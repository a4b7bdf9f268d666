use crate::infrastructure::config::Environment;
use tracing_subscriber::{fmt, layer::SubscriberExt, util::SubscriberInitExt, EnvFilter};

/// Installs the global subscriber. `RUST_LOG` overrides the default filter.
/// Local runs get colored output with thread and source locations.
pub fn init_logging(environment: Environment) {
    let default_filter = match environment {
        Environment::Local => "info,blog_server=debug,sqlx=warn",
        Environment::Production => "info,sqlx=warn",
    };
    let filter_layer =
        EnvFilter::try_from_default_env().unwrap_or_else(|_| EnvFilter::new(default_filter));

    let local = environment == Environment::Local;
    let fmt_layer = fmt::layer()
        .with_target(true)
        .with_ansi(local)
        .with_thread_ids(local)
        .with_thread_names(local)
        .with_file(local)
        .with_line_number(local);

    tracing_subscriber::registry()
        .with(filter_layer)
        .with(fmt_layer)
        .init();

    tracing::info!("Logging initialized ({:?})", environment);
}
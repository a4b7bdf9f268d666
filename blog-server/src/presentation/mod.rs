pub mod http_handlers;
pub mod middleware;
pub mod routes;
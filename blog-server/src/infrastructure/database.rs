use anyhow::Result;
use sqlx::sqlite::{SqliteConnectOptions, SqlitePoolOptions};
use sqlx::SqlitePool;
use std::str::FromStr;

pub async fn create_pool(database_url: &str, max_connections: u32) -> Result<SqlitePool> {
    let options = SqliteConnectOptions::from_str(database_url)?
        .create_if_missing(true)
        .foreign_keys(true);

    // Every connection to `:memory:` is its own database, so keep exactly one alive.
    let pool = if database_url.contains(":memory:") {
        SqlitePoolOptions::new()
            .max_connections(1)
            .idle_timeout(None)
            .max_lifetime(None)
            .connect_with(options)
            .await?
    } else {
        SqlitePoolOptions::new()
            .max_connections(max_connections)
            .connect_with(options)
            .await?
    };

    tracing::info!("Database connection pool created");
    Ok(pool)
}

pub async fn run_migrations(pool: &SqlitePool) -> Result<()> {
    sqlx::migrate!("./migrations").run(pool).await?;

    tracing::info!("Database migrations completed");
    Ok(())
}
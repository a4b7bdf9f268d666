use blog_server::infrastructure::{
    config::{AppConfig, Environment},
    database::{create_pool, run_migrations},
    logging::init_logging,
    storage::{build_storage, AssetClass},
};
use blog_server::presentation::routes::{configure, configure_cors};
use blog_server::state::AppState;
use dotenvy::dotenv;

#[tokio::main]
async fn main() -> anyhow::Result<()> {
    // Load environment variables
    dotenv().ok();

    // Config parsing may warn, so logging comes first.
    let environment = std::env::var("APP_ENV")
        .ok()
        .and_then(|raw| raw.parse::<Environment>().ok())
        .unwrap_or(Environment::Local);
    init_logging(environment);

    let config = AppConfig::from_env()?;

    tracing::info!("Starting blog server ({:?})...", config.environment);
    tracing::debug!("Configuration: {:?}", config);

    tracing::info!("Connecting to database...");
    let pool = create_pool(&config.database_url, config.database_max_connections).await?;

    tracing::info!("Running database migrations...");
    run_migrations(&pool).await?;

    let media_storage = build_storage(&config.storage, AssetClass::Media).await;
    let static_storage = build_storage(&config.storage, AssetClass::Static).await;

    tracing::info!("Initializing services...");
    let state = AppState::build(pool, &config, media_storage, static_storage)?;
    tracing::info!("Services initialized successfully");

    run_http_server(config, state).await?;

    tracing::info!("Shutting down...");
    Ok(())
}

async fn run_http_server(config: AppConfig, state: AppState) -> anyhow::Result<()> {
    use actix_web::{middleware::Logger, App, HttpServer};

    let addr = config.http_addr.clone();
    let cors = config.cors.clone();

    let server = HttpServer::new(move || {
        App::new()
            .wrap(Logger::default())
            .wrap(configure_cors(&cors))
            .configure(|cfg| configure(cfg, &state))
    })
    .bind(&addr)?
    .run();

    tracing::info!("HTTP server running on {}", addr);

    server.await?;

    Ok(())
}
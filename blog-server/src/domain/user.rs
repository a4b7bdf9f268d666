use chrono::{DateTime, Utc};
use serde::{Deserialize, Serialize};

#[derive(Debug, Clone, Serialize, Deserialize)]
pub struct User {
    pub id: i64,
    pub username: String,
    pub email: String,
    pub password_hash: String,
    pub created_at: DateTime<Utc>,
}

#[derive(Debug, Default, Deserialize)]
pub struct RegisterUserRequest {
    pub username: Option<String>,
    pub email: Option<String>,
    pub password: Option<String>,
}

#[derive(Debug, Default, Deserialize)]
pub struct LoginUserRequest {
    pub username: Option<String>,
    pub password: Option<String>,
}

/// A registration payload that passed validation; `password` is still plain text.
#[derive(Debug, Clone)]
pub struct NewUser {
    pub username: String,
    pub email: String,
    pub password: String,
}

#[derive(Debug, Serialize)]
pub struct UserResponse {
    pub id: i64,
    pub username: String,
    pub email: String,
    pub created_at: DateTime<Utc>,
}

impl From<User> for UserResponse {
    fn from(user: User) -> Self {
        Self {
            id: user.id,
            username: user.username,
            email: user.email,
            created_at: user.created_at,
        }
    }
}

/// Identity resolved from a bearer token, attached to the request by the auth middleware.
#[derive(Debug, Clone)]
pub struct AuthenticatedUser {
    pub user_id: i64,
    pub username: String,
    pub token_id: String,
}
:::::
= Task description =
Look above for the line holding "pub mod routes;", then set down exactly that line and every line after it up to and including the line holding "async fn main()", with nothing else.

= Written response =
pub mod routes;
filename blog-server/src/infrastructure/database.rs
use anyhow::Result;
use sqlx::sqlite::{SqliteConnectOptions, SqlitePoolOptions};
use sqlx::SqlitePool;
use std::str::FromStr;

pub async fn create_pool(database_url: &str, max_connections: u32) -> Result<SqlitePool> {
    let options = SqliteConnectOptions::from_str(database_url)?
        .create_if_missing(true)
        .foreign_keys(true);

    // Every connection to `:memory:` is its own database, so keep exactly one alive.
    let pool = if database_url.contains(":memory:") {
        SqlitePoolOptions::new()
            .max_connections(1)
            .idle_timeout(None)
            .max_lifetime(None)
            .connect_with(options)
            .await?
    } else {
        SqlitePoolOptions::new()
            .max_connections(max_connections)
            .connect_with(options)
            .await?
    };

    tracing::info!("Database connection pool created");
    Ok(pool)
}

pub async fn run_migrations(pool: &SqlitePool) -> Result<()> {
    sqlx::migrate!("./migrations").run(pool).await?;

    tracing::info!("Database migrations completed");
    Ok(())
}
repository a4b7bdf9f268d666
use blog_server::infrastructure::{
    config::{AppConfig, Environment},
    database::{create_pool, run_migrations},
    logging::init_logging,
    storage::{build_storage, AssetClass},
};
use blog_server::presentation::routes::{configure, configure_cors};
use blog_server::state::AppState;
use dotenvy::dotenv;

#[tokio::main]
async fn main() -> anyhow::Result<()> {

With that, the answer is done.